Было свежо, даже холодно. За столом, сгорбившись, окруженный кипами бумаг сидел мужчина. Шелковая рубашка, расстегнутая у шеи на три пуговицы, легонько ходила волнами от ветра, что дул из окна. Мужчина был высокий, с плешивой, редковолосой головой, идеально выбритыми бакенбардами и пушистыми темными бровями. У него был аккуратный аристократичный нос, но пухлые губы и маленькие на фоне круглых щек глаза делали его лицо скорее отталкивающим. Он криво склонился над бумагой, что его нос почти касался дубового ствола. Ручка жалобно скрипела под напором больших толстых пальцев, мужчина выводил каждую букву, каждую запятую. Он очень гордился своим каллиграфическим подчерком. Каждый раз, расписываясь на важных документах, он внимательно наблюдал за реакцией присутствующих на его размашистую, полную завитков роспись. Ему казалось, что его роспись есть самое красивое украшение на всех королевских документах. Особенно, если они шли ему на пользу.
Артур взглянул на часы. Был десятый час. Он сладко потянулся, вытягиваясь в полный рост, и громко зевнул. В уголках его глаз скопились слезы и он сонно протер их. День сегодня у него был не из приятных: куча каких-то ограничений, указов, досье на новую охрану, которую он лично приобретал для своего нового особняка у стены Роза, наем новых слуг, планы банкетов и много всяких важностей, которые не всегда тешили его самолюбие. Он отхлебнул из фарфоровой чашки молока, еще раз прочел бумаги. Да и зачем ему сейчас изводить себя, если его секретарь все равно все пересчитает и исправит? Артур приподнялся над столом. Его спину ломило от усталости и нагрузки. Хотелось лечь на мягкую кровать у себя в доме, ощутить аромат свежего белья, обхватить руками мягкую подушку и сладострастно погрузиться в сон. Но нет. Ему не хотелось снова слышать бредни Веты по поводу возвращения Мэта, снова видеть ее полоумные глаза даже на минуту. Он уже не раз срывался на Софи за то, что та выпускает ее прогуляться по поместью без присмотра. С того дня как погиб Мэт вся та страсть, что он испытывал к своей жене, умерла вместе с сыном. Ему стала противна та женщина, с которой он делил дом, пищу и постель. Она стала откровенным бельмом на глазу, несмываемым пятном позора на него прекрасной репутации. У самого богатого феодала жена — сумасшедшая!

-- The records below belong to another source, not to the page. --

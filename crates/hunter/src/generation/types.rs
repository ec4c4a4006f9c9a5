//! Wire types for the generation backends.
//!
//! Only the subset needed for a single-turn text request is modelled.

use serde::{Deserialize, Serialize};

/// A single chat message. Both APIs accept `{role, content}` with string
/// content for plain-text turns.
#[derive(Debug, Clone, Serialize, Deserialize)]
pub struct Message {
    /// "user" or "assistant".
    pub role: String,
    /// Message text.
    pub content: String,
}

impl Message {
    /// A user turn carrying `content`.
    #[must_use]
    pub fn user(content: &str) -> Self {
        Self {
            role: "user".to_string(),
            content: content.to_string(),
        }
    }
}

/// Request body shared by the Anthropic Messages API and the OpenAI Chat
/// Completions API.
#[derive(Debug, Clone, Serialize)]
pub struct CompletionRequest {
    /// Model to use (e.g., "claude-sonnet-4-20250514").
    pub model: String,
    /// Maximum tokens to generate.
    pub max_tokens: u32,
    /// Conversation messages.
    pub messages: Vec<Message>,
}

// =============================================================================
// Anthropic Messages API
// =============================================================================

/// Response from the Messages API (non-streaming).
#[derive(Debug, Clone, Deserialize)]
pub struct MessagesResponse {
    /// Unique response ID.
    pub id: String,
    /// Model that generated the response.
    pub model: String,
    /// Response content blocks.
    pub content: Vec<ContentBlock>,
    /// Reason the model stopped.
    pub stop_reason: Option<String>,
}

/// A content block within a Messages API response.
#[derive(Debug, Clone, Deserialize)]
#[serde(tag = "type")]
pub enum ContentBlock {
    /// Text content.
    #[serde(rename = "text")]
    Text {
        /// The text content.
        text: String,
    },
    /// Any block type we do not consume (tool use, thinking, ...).
    #[serde(other)]
    Other,
}

impl MessagesResponse {
    /// Text of the first text block, if any.
    #[must_use]
    pub fn first_text(&self) -> Option<&str> {
        self.content.iter().find_map(|block| match block {
            ContentBlock::Text { text } => Some(text.as_str()),
            ContentBlock::Other => None,
        })
    }
}

// =============================================================================
// OpenAI Chat Completions API
// =============================================================================

/// Response from the Chat Completions API (non-streaming).
#[derive(Debug, Clone, Deserialize)]
pub struct ChatCompletionResponse {
    /// Completion choices; only the first is used.
    pub choices: Vec<Choice>,
    /// Model that generated the response.
    #[serde(default)]
    pub model: Option<String>,
}

/// One completion choice.
#[derive(Debug, Clone, Deserialize)]
pub struct Choice {
    /// The generated assistant message.
    pub message: ChoiceMessage,
    /// Reason the model stopped.
    #[serde(default)]
    pub finish_reason: Option<String>,
}

/// Assistant message in a completion choice. `content` is null when the
/// model produced no text (e.g. refusals on some gateways).
#[derive(Debug, Clone, Deserialize)]
pub struct ChoiceMessage {
    #[serde(default)]
    pub content: Option<String>,
}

Артур злобно выдохнул, меряя шагами кабинет. Он еще не придумал, как будет перевозить Вету в новый особняк незаметно. Вдруг его мысли прервал стук в дверь.
— Кто? — спросил он раздраженно. Какой наглец посмел к нему пожаловать в такой-то час?
— Фил Берн, сэр! Могу войти?
— Давай уже, — солдат с порога отдал честь начальнику и вошел, — чего тебе, Фил?
— Вам письмо передали. Сказали, что от ваших кредиторов, — Фил вытащил слегка помятый по дороге конверт и протянул мужчине. Артур взял его, скептически повертел в руках, замечая, какого низкого качества была бумага: где-то в уголках виднелись желтые пятна, говорящие о старости материала. На ней не было герба или хотя бы сургуча.